DIRECTIONS:
The answer must consist of every line in the records below that contains the string "SessionSlots".

+++++

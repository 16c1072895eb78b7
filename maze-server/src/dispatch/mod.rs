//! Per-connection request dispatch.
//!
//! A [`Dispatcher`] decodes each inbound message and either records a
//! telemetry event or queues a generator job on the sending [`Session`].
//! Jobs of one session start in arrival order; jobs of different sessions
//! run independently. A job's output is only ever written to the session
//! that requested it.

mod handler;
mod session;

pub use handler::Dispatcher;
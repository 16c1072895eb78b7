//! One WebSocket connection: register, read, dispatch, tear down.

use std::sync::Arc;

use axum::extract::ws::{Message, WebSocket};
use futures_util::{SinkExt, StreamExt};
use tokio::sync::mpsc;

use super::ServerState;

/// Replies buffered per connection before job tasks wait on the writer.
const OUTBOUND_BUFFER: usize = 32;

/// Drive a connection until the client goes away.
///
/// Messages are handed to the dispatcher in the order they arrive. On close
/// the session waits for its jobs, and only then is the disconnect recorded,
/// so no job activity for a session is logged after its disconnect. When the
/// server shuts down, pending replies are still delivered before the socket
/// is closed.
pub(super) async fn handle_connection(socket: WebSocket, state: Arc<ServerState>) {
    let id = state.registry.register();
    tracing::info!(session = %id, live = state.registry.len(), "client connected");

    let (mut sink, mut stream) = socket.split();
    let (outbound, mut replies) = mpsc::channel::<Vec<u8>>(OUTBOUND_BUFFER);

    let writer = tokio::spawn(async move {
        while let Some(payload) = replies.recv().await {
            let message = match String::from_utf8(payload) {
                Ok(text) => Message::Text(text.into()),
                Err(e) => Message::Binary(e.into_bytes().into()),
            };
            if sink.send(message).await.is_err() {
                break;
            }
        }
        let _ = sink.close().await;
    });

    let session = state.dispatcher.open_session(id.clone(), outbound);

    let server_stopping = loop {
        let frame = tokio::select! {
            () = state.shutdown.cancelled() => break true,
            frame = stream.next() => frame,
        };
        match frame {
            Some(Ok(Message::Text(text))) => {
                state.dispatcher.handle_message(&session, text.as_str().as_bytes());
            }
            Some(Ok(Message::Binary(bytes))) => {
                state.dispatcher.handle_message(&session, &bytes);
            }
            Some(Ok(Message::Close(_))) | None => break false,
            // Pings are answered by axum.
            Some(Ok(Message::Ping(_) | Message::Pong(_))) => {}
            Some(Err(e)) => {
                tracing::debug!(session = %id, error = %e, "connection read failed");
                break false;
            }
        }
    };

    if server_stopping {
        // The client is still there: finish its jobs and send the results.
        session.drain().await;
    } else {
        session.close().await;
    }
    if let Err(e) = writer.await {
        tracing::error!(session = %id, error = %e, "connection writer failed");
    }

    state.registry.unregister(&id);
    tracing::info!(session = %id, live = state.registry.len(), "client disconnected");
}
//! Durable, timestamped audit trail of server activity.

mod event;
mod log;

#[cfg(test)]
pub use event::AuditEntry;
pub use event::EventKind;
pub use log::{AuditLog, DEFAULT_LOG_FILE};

+++++

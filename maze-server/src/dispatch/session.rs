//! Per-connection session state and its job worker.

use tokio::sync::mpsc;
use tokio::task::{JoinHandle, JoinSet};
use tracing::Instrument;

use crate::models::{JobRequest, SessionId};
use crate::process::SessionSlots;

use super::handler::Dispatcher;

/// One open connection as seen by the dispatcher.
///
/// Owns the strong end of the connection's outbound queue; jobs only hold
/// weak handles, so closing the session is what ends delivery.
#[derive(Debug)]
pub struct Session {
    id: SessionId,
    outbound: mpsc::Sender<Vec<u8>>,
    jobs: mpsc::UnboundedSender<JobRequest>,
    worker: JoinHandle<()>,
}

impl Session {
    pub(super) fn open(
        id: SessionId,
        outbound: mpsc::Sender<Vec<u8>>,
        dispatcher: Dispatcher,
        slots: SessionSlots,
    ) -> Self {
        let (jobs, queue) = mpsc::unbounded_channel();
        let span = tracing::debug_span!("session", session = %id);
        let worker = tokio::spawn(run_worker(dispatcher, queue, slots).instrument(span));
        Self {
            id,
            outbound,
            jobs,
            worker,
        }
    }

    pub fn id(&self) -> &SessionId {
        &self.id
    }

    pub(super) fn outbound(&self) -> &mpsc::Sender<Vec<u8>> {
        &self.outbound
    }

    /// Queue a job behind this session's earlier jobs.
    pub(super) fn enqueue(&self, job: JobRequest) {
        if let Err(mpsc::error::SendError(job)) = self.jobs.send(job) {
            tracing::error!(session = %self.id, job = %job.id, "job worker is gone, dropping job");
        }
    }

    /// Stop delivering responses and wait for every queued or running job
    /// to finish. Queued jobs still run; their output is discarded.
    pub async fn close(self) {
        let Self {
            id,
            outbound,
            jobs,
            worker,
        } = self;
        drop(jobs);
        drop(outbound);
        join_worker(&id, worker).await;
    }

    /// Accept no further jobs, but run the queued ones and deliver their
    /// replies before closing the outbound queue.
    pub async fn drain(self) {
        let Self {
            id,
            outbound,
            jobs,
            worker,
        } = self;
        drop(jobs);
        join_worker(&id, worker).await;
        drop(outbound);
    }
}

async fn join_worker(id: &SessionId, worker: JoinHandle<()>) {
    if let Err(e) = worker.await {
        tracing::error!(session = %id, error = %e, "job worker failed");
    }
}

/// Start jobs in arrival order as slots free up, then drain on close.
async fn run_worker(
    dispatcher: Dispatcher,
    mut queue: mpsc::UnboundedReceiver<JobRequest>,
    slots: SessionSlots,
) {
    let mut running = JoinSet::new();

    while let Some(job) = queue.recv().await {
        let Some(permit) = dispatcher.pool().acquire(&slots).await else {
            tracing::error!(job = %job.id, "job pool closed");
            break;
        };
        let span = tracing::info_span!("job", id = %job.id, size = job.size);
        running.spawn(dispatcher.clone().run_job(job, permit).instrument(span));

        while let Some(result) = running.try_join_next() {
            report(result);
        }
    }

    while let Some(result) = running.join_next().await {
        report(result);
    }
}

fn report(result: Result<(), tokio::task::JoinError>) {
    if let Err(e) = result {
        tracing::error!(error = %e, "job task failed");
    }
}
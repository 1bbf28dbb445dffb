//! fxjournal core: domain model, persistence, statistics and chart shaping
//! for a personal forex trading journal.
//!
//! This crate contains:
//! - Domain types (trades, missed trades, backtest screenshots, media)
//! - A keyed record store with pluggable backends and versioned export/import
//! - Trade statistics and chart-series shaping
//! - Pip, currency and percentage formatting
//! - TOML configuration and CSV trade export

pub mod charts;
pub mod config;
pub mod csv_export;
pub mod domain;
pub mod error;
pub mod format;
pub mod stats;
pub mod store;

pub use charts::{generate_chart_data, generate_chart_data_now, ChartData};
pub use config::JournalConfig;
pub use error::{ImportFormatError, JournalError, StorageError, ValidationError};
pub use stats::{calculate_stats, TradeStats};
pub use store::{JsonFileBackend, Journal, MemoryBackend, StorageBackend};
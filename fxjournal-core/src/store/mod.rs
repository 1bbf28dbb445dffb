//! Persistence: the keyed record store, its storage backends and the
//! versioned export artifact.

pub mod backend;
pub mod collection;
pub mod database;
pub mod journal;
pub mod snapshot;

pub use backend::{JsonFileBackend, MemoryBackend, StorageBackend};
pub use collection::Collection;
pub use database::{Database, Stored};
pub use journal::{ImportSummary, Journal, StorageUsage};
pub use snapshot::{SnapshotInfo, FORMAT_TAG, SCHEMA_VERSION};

+++++

TASK SOLUTION:
use crate::process::SessionSlots;
        slots: SessionSlots,
    slots: SessionSlots,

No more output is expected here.